We had a pretty low key Easter weekend – to be honest, most of Spring Break week was pretty low key, mostly to try to recover from the previous two weeks and their bit of ensuing madness. It was the first holiday in a while where we didn’t have to go anywhere or entertain anyone, and it was nice not to have that level of pressure on top of anything else.
One of the things I *did* start this past weekend was the beginnings of a clutter dump.
Clutter is hard for me. I’m a packrat by nature, and so is the DH – so our house is full of things that we shove into a corner or a shelf “just in case.”
Which is fine, except that “just in case” almost never actually comes. Which lends itself to more piles, more boxes full of crap to be put into storage, more cabinets full of useless knickknacks or gifts that we feel too guilty about getting rid of.
I’ve seen it posited that creative sorts tend to be cluttery by design – that our brains thrive on chaos. That may be true to a point and maybe it works if other family members are able and willing to pick up – but it’s a bit more difficult if everyone in the household is ambivalent about it.
And usually, I do enough to get by – but the last few weeks everything pretty much fell apart and even I have my limits. So I decided to try something a little different this time. Instead of attempting do each room on its own, or buying more storage space (more shelves, more bins, more shit!) I picked up a copy of the life-changing magic of tidying up by Marie Kondo.
Now, it’s an interesting read on its own right, and there’s definitely a Japaense flare in her descriptions, but it’s pretty charming from an auto-biographical point of view.
That being said, I’m not sure I could take things to quite the same extreme that she indicates one should do, but I figured the concepts were worth taking a look at.
The main premise of her method is to determine if something brings you joy. If it doesn’t (and it’s not necessary, like a bill or important paper or whatever) – it’s gone. Trash it, donate it, whatever.
Ideally, you’re supposed to break things down into five types – clothes, books, papers, miscellaneous and sentimental items. And instead of going room to room, you do ALL of that one type in one go. So ALL the clothes come out and you look at each item and remove it or keep it based on the joy aspect. (Brutal honesty required. Haven’t worn it in 3 years? Probably never going to.)

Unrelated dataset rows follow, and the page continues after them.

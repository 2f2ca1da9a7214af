//! Entity module - SeaORM entity definitions
//!
//! One module per database table.

pub mod alumni;
pub mod attendance_history;
pub mod department;
pub mod department_section;
pub mod section;
pub mod student;
pub mod user;
//! Authorization policy
//!
//! Single capability-check component consulted by every entity handler, so
//! role branching is not repeated ad hoc per endpoint.
//!
//! - ADMIN: unrestricted read/write on all entities.
//! - HOD: read/write students only within own department; read-only on own
//!   department's attendance history; no catalog/user/alumni management and
//!   no promotion.
//! - USER: read-only own-department student lists, may record attendance
//!   history entries.

use crate::error::{AppError, AppResult};
use crate::middleware::auth::CurrentUser;

/// Privileged operations a handler can ask about
#[derive(Clone, Copy, Debug, PartialEq, Eq)]
pub enum Capability {
    /// Create/update/delete student records
    ManageStudents,
    /// Run the promotion / term-rollover workflow
    Promote,
    /// Create/update/delete departments and sections
    ManageCatalog,
    /// Create/update/delete user accounts
    ManageUsers,
    /// Create/update/delete alumni records
    ManageAlumni,
    /// Append an attendance history record
    RecordHistory,
    /// Delete attendance history records
    ManageHistory,
}

/// Check whether the actor holds a capability
pub fn allows(user: &CurrentUser, cap: Capability) -> bool {
    use crate::entity::user::Role;

    match cap {
        Capability::ManageStudents => matches!(user.role, Role::Admin | Role::Hod),
        Capability::RecordHistory => true,
        Capability::Promote
        | Capability::ManageCatalog
        | Capability::ManageUsers
        | Capability::ManageAlumni
        | Capability::ManageHistory => user.role.is_admin(),
    }
}

/// Require a capability, failing with 403 otherwise
pub fn require(user: &CurrentUser, cap: Capability) -> AppResult<()> {
    if allows(user, cap) {
        Ok(())
    } else {
        Err(AppError::Forbidden(format!(
            "role {} may not perform this operation",
            user.role
        )))
    }
}

/// Department scope for student queries.
///
/// `None` means unrestricted (ADMIN); otherwise every query must be
/// constrained to the returned department. A non-admin actor without a
/// department cannot see any students.
pub fn student_scope(user: &CurrentUser) -> AppResult<Option<i64>> {
    if user.role.is_admin() {
        return Ok(None);
    }
    match user.department_id {
        Some(dept) => Ok(Some(dept)),
        None => Err(AppError::Forbidden(
            "user has no department assigned".to_string(),
        )),
    }
}

/// Department scope for attendance history reads: only HOD actors are
/// constrained to their own department.
pub fn history_scope(user: &CurrentUser) -> Option<i64> {
    use crate::entity::user::Role;

    match user.role {
        Role::Hod => user.department_id,
        _ => None,
    }
}

/// Check that a targeted student write stays inside the actor's department.
///
/// `department_id` is the department of the row being touched (or the value
/// it would be moved to).
pub fn check_student_department(user: &CurrentUser, department_id: i64) -> AppResult<()> {
    if user.role.is_admin() {
        return Ok(());
    }
    if user.department_id == Some(department_id) {
        Ok(())
    } else {
        Err(AppError::Forbidden(
            "students outside your department are not accessible".to_string(),
        ))
    }
}

#[cfg(test)]
mod tests {
    use super::*;
    use crate::entity::user::Role;

    fn actor(role: Role, department_id: Option<i64>) -> CurrentUser {
        CurrentUser {
            id: 1,
            username: "test".to_string(),
            role,
            department_id,
        }
    }

    #[test]
    fn test_admin_holds_everything() {
        let admin = actor(Role::Admin, None);
        for cap in [
            Capability::ManageStudents,
            Capability::Promote,
            Capability::ManageCatalog,
            Capability::ManageUsers,
            Capability::ManageAlumni,
            Capability::RecordHistory,
            Capability::ManageHistory,
        ] {
            assert!(allows(&admin, cap), "admin should hold {:?}", cap);
        }
    }

    #[test]
    fn test_hod_capabilities() {
        let hod = actor(Role::Hod, Some(7));
        assert!(allows(&hod, Capability::ManageStudents));
        assert!(allows(&hod, Capability::RecordHistory));
        assert!(!allows(&hod, Capability::Promote));
        assert!(!allows(&hod, Capability::ManageCatalog));
        assert!(!allows(&hod, Capability::ManageUsers));
        assert!(!allows(&hod, Capability::ManageAlumni));
        assert!(!allows(&hod, Capability::ManageHistory));
    }

    #[test]
    fn test_user_capabilities() {
        let user = actor(Role::User, Some(7));
        assert!(!allows(&user, Capability::ManageStudents));
        assert!(allows(&user, Capability::RecordHistory));
        assert!(!allows(&user, Capability::Promote));
        assert!(!allows(&user, Capability::ManageHistory));
    }

    #[test]
    fn test_student_scope() {
        assert_eq!(student_scope(&actor(Role::Admin, None)).unwrap(), None);
        assert_eq!(
            student_scope(&actor(Role::Hod, Some(3))).unwrap(),
            Some(3)
        );
        assert_eq!(
            student_scope(&actor(Role::User, Some(4))).unwrap(),
            Some(4)
        );
        assert!(matches!(
            student_scope(&actor(Role::Hod, None)),
            Err(AppError::Forbidden(_))
        ));
    }

    #[test]
    fn test_history_scope_only_constrains_hod() {
        assert_eq!(history_scope(&actor(Role::Admin, None)), None);
        assert_eq!(history_scope(&actor(Role::Hod, Some(3))), Some(3));
        assert_eq!(history_scope(&actor(Role::User, Some(4))), None);
    }

    #[test]
    fn test_targeted_write_scope() {
        assert!(check_student_department(&actor(Role::Admin, None), 9).is_ok());
        assert!(check_student_department(&actor(Role::Hod, Some(9)), 9).is_ok());
        assert!(matches!(
            check_student_department(&actor(Role::Hod, Some(9)), 2),
            Err(AppError::Forbidden(_))
        ));
    }
}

I actually started with books. I don’t have a huge amount of clothes and while I am going to go through them, my restlessness this past weekend was mainly focused on the mess that was my office, so books became my target. (I was fretting about one of the stories I’m working on. When I fret, I tend to channel that into cleaning, but at that point I was just drowning in the mess and I couldn’t even determine where I should start.)
Books are very hard for me to get rid of, by the way. The above picture is the “after” image – that entire set of shelves was completely packed and it’s obviously still a mess, but part of this method means you don’t actually put things back until you’ve gone through EVERY book in the house. And I still have 2 standing shelves that are double and triple stacked, and at least one additional large shelf…and that’s just MY books. Doesn’t count the kids’ books, or the piles of others laying around either.
But books, man. I’ve been a reader for forever and it is SO hard to go through them and decide if a book brings me joy. They *all* bring me joy, so how do you figure that out?
In some cases, it’s easy enough – I’ve got duplicates, or they’re on my Kindle. Some are research books – on particular writing topics, or reference guides that I’d like to have close at hand. If they’re books I’ve read multiple times and I’ll definitely read again? No worries.
But what about the books, I read and liked, but will probably never read again? (Books I didn’t like are easy too, obviously.) And then I’ve got a ton of books that I haven’t read, or started and never finished and will probably never get to. Those are probably the hardest, because they’re potential favorites.
But objectively, some of those books have been on my shelves for ten years or more. When I had more time to read, it probably wouldn’t have been an issue, but now? I don’t know. Plus ebooks are more my style these days. There’s no real limit to what I can have on me at any given time and I don’t have to haul them around.
So, into the donate pile they went.
I’m having a few second thoughts here and there, but I’m still going to go through and pull out the rest of my books and see what I’m left with.
This particular method isn’t fast, by the way – it usually takes a good six months to get through everything (and it looks like a bomb went off in the office now, but growth is painful and messy and ugly, so…) I’m really hoping that it will be worth it in the end – and maybe the organization side will start bleeding into other parts of my life too.